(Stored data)
==*==
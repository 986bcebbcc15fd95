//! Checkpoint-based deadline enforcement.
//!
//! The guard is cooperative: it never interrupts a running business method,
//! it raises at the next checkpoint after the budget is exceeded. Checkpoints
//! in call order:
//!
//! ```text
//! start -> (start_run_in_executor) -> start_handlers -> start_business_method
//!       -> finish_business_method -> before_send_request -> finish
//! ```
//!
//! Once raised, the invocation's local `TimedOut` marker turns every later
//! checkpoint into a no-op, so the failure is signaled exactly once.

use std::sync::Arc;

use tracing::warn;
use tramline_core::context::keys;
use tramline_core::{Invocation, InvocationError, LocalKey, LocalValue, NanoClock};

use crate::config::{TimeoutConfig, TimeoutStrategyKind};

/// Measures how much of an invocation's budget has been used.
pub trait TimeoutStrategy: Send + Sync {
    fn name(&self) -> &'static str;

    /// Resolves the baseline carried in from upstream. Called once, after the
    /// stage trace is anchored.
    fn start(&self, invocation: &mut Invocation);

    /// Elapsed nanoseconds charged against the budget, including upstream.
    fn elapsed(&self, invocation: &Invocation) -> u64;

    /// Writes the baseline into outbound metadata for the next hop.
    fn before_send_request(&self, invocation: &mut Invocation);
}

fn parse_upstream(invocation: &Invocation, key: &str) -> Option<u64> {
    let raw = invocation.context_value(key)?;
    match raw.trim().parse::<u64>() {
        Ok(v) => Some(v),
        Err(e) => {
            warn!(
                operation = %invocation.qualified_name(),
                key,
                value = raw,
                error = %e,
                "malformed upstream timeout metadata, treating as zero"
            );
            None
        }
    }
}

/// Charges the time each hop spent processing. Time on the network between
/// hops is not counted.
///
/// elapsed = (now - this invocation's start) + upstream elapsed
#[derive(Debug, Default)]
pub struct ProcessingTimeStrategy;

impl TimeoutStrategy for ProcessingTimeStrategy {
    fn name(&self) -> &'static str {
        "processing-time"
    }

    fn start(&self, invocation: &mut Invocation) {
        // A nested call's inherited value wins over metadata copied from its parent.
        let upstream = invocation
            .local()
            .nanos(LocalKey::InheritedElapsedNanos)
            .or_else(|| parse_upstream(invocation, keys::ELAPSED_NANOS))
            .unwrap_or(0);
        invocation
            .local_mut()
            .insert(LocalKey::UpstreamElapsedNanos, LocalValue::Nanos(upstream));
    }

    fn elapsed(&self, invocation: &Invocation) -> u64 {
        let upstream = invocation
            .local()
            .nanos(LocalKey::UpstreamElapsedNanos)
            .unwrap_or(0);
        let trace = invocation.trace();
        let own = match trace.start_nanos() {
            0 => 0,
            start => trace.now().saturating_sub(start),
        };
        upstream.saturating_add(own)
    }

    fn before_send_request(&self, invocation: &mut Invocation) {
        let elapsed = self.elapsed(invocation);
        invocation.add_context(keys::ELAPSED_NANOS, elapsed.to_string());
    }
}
==*==
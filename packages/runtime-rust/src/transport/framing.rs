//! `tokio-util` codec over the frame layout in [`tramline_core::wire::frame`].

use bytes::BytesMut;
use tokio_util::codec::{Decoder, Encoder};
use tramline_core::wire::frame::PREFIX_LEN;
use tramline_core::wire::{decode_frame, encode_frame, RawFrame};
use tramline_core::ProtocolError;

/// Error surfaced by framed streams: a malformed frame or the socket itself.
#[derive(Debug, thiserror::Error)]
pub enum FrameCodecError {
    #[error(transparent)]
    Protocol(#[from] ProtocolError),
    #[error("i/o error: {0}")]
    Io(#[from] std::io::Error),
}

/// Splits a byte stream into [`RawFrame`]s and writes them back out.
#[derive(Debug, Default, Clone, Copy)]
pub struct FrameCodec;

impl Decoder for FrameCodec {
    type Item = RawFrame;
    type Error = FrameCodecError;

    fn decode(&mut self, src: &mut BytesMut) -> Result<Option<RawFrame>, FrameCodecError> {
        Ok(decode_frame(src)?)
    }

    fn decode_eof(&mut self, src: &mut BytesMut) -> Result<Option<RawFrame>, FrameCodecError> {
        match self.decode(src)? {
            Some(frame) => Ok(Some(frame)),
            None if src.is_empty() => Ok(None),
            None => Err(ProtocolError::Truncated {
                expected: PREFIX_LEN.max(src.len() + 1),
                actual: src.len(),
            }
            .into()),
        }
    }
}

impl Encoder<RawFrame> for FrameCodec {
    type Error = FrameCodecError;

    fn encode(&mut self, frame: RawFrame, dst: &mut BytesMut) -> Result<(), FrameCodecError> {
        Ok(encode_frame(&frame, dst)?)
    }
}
==*==
About this task =>
Write out only the lines that run from the line containing "is exceeded. Checkpoints" through the line containing "pub struct ProcessingTimeStrategy;", both included, exactly as they appear above.

Response to the task =>
//! it raises at the next checkpoint after the budget is exceeded. Checkpoints
//! in call order:
//!
//! ```text
//! start -> (start_run_in_executor) -> start_handlers -> start_business_method
//!       -> finish_business_method -> before_send_request -> finish
//! ```
//!
//! Once raised, the invocation's local `TimedOut` marker turns every later
//! checkpoint into a no-op, so the failure is signaled exactly once.

use std::sync::Arc;

use tracing::warn;
use tramline_core::context::keys;
use tramline_core::{Invocation, InvocationError, LocalKey, LocalValue, NanoClock};

use crate::config::{TimeoutConfig, TimeoutStrategyKind};

/// Measures how much of an invocation's budget has been used.
pub trait TimeoutStrategy: Send + Sync {
    fn name(&self) -> &'static str;

    /// Resolves the baseline carried in from upstream. Called once, after the
    /// stage trace is anchored.
    fn start(&self, invocation: &mut Invocation);

    /// Elapsed nanoseconds charged against the budget, including upstream.
    fn elapsed(&self, invocation: &Invocation) -> u64;

    /// Writes the baseline into outbound metadata for the next hop.
    fn before_send_request(&self, invocation: &mut Invocation);
}

fn parse_upstream(invocation: &Invocation, key: &str) -> Option<u64> {
    let raw = invocation.context_value(key)?;
    match raw.trim().parse::<u64>() {
        Ok(v) => Some(v),
        Err(e) => {
            warn!(
                operation = %invocation.qualified_name(),
                key,
                value = raw,
                error = %e,
                "malformed upstream timeout metadata, treating as zero"
            );
            None
        }
    }
}

/// Charges the time each hop spent processing. Time on the network between
/// hops is not counted.
///
/// elapsed = (now - this invocation's start) + upstream elapsed
#[derive(Debug, Default)]
pub struct ProcessingTimeStrategy;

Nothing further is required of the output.